(Source data)

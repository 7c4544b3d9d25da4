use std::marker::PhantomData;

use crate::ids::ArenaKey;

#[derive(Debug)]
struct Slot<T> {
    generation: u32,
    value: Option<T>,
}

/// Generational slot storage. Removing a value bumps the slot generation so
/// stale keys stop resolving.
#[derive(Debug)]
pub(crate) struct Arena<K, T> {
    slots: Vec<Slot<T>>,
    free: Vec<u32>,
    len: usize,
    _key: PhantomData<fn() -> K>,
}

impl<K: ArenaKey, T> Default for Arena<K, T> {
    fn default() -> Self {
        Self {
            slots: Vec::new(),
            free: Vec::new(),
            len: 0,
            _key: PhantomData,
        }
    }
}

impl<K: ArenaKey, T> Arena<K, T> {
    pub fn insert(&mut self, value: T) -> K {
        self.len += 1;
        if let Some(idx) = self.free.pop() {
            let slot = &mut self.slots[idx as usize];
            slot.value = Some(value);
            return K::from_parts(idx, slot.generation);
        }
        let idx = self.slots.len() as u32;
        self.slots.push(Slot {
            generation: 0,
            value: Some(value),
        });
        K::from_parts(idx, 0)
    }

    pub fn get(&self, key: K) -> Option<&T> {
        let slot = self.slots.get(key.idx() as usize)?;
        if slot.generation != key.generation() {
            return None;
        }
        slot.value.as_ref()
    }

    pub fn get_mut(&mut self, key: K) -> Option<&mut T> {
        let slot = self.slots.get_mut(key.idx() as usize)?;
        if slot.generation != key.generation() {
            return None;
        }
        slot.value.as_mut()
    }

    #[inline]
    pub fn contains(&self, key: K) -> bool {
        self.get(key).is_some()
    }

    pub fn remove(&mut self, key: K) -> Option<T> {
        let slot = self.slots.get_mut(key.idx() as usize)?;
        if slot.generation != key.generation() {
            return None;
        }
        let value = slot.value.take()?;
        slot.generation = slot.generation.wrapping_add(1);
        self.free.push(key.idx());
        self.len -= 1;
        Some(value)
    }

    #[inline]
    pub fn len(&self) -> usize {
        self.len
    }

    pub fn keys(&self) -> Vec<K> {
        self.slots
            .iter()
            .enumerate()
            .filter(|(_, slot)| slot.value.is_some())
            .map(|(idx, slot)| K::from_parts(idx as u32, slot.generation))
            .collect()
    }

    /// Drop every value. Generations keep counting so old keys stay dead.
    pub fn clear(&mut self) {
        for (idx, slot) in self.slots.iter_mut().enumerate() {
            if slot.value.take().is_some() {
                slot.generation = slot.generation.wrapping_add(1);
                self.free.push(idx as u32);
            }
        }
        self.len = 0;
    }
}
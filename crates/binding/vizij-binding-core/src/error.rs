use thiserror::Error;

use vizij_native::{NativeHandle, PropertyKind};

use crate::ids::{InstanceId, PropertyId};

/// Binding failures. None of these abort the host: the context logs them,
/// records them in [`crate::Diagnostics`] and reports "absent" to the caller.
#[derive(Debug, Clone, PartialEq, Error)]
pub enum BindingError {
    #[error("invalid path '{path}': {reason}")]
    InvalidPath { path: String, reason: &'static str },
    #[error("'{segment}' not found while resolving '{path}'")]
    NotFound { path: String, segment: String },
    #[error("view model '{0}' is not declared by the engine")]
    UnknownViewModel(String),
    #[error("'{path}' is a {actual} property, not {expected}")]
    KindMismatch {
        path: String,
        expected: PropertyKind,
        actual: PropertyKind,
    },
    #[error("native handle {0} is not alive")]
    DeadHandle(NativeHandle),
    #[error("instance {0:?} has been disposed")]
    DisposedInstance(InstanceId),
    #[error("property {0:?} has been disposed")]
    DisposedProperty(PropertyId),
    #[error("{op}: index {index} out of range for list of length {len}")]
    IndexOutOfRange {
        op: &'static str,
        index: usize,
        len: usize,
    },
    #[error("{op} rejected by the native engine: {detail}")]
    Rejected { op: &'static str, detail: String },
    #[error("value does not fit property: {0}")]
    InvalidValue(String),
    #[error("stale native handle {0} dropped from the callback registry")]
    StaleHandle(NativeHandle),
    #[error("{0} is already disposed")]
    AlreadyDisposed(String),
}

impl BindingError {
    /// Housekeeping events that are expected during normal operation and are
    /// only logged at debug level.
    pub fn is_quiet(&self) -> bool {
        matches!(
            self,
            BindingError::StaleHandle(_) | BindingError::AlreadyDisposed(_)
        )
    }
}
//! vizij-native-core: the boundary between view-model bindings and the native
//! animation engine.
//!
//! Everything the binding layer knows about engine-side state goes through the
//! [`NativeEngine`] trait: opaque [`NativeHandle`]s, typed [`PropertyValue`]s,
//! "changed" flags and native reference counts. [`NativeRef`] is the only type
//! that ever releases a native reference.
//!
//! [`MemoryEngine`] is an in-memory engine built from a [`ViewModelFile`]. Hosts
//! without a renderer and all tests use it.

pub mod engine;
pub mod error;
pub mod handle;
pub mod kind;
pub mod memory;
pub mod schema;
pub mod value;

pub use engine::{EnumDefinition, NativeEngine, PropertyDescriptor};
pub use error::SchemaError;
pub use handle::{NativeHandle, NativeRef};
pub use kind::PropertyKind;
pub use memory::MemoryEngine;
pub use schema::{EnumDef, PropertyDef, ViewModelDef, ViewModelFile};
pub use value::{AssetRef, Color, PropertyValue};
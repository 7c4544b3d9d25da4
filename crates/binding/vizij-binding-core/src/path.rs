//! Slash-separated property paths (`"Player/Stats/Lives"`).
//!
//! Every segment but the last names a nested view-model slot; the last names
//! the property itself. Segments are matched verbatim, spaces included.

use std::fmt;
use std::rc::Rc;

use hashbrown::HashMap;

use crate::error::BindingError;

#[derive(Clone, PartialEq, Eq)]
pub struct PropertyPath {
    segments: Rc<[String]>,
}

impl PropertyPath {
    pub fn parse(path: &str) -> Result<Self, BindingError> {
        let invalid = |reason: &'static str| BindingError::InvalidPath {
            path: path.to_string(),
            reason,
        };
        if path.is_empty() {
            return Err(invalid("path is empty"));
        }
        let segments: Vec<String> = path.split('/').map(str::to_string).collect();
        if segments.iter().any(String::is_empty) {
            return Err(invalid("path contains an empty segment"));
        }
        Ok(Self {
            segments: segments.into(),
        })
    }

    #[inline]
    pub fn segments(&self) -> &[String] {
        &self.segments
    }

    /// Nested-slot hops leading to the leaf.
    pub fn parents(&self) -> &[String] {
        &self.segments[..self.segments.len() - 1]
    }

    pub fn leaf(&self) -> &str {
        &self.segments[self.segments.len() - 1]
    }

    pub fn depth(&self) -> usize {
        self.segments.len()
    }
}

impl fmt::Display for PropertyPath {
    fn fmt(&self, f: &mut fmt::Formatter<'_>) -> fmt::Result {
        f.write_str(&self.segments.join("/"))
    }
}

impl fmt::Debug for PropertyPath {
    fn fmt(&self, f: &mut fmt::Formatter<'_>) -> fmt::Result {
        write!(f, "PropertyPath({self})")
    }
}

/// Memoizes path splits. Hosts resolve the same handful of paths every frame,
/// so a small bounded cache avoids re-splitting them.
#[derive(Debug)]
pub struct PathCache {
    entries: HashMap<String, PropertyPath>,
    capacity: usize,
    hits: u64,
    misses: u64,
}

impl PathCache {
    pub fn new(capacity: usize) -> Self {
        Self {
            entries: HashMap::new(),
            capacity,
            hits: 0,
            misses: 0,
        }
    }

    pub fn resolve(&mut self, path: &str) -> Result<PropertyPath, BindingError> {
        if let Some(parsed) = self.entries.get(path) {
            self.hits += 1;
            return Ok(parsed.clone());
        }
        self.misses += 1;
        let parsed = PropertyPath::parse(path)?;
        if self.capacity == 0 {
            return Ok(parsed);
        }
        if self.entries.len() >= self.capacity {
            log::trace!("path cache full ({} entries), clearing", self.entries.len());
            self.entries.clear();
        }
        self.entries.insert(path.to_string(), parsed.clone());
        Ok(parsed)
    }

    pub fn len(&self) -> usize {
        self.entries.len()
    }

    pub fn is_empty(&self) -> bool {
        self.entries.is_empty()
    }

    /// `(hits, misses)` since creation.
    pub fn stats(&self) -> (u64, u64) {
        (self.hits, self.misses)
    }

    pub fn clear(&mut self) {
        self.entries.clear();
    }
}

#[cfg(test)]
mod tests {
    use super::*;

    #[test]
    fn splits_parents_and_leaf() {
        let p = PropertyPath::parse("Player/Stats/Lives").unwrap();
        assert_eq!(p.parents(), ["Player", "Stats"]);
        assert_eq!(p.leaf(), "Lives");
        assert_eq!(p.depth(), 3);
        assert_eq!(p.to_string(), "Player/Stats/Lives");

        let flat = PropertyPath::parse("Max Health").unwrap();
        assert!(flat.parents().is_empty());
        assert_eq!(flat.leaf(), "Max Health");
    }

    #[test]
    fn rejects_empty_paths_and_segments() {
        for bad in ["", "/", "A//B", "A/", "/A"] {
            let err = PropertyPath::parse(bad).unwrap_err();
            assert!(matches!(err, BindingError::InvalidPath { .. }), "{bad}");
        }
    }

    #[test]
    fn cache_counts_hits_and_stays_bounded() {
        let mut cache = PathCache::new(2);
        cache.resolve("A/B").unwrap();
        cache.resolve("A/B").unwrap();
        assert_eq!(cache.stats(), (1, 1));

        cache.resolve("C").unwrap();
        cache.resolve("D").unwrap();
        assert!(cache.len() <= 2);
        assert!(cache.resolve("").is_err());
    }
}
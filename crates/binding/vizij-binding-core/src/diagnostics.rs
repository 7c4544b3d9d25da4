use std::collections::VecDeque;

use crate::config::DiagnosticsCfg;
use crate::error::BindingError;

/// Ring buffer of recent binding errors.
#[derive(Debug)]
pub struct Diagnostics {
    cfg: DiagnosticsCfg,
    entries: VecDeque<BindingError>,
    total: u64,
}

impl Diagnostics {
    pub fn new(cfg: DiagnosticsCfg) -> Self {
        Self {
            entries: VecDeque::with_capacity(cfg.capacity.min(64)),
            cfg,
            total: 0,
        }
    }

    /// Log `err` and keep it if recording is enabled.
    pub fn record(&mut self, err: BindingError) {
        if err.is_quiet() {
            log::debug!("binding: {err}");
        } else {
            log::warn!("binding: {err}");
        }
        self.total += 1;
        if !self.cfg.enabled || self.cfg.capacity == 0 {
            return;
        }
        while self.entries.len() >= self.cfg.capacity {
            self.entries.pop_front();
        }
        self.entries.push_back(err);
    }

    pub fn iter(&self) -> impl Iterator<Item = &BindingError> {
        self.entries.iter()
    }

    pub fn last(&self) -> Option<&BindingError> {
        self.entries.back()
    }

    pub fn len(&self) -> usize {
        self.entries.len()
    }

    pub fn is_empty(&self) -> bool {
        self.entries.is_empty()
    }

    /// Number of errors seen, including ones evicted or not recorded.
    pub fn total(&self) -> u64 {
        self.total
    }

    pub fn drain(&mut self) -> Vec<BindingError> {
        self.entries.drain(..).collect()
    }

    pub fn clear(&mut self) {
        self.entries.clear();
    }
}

▸ **TRY IT**
Reply with one number only, the count of lines above that hold the string "depth".

▸ **SOLUTION FOR THIS PROBLEM**
2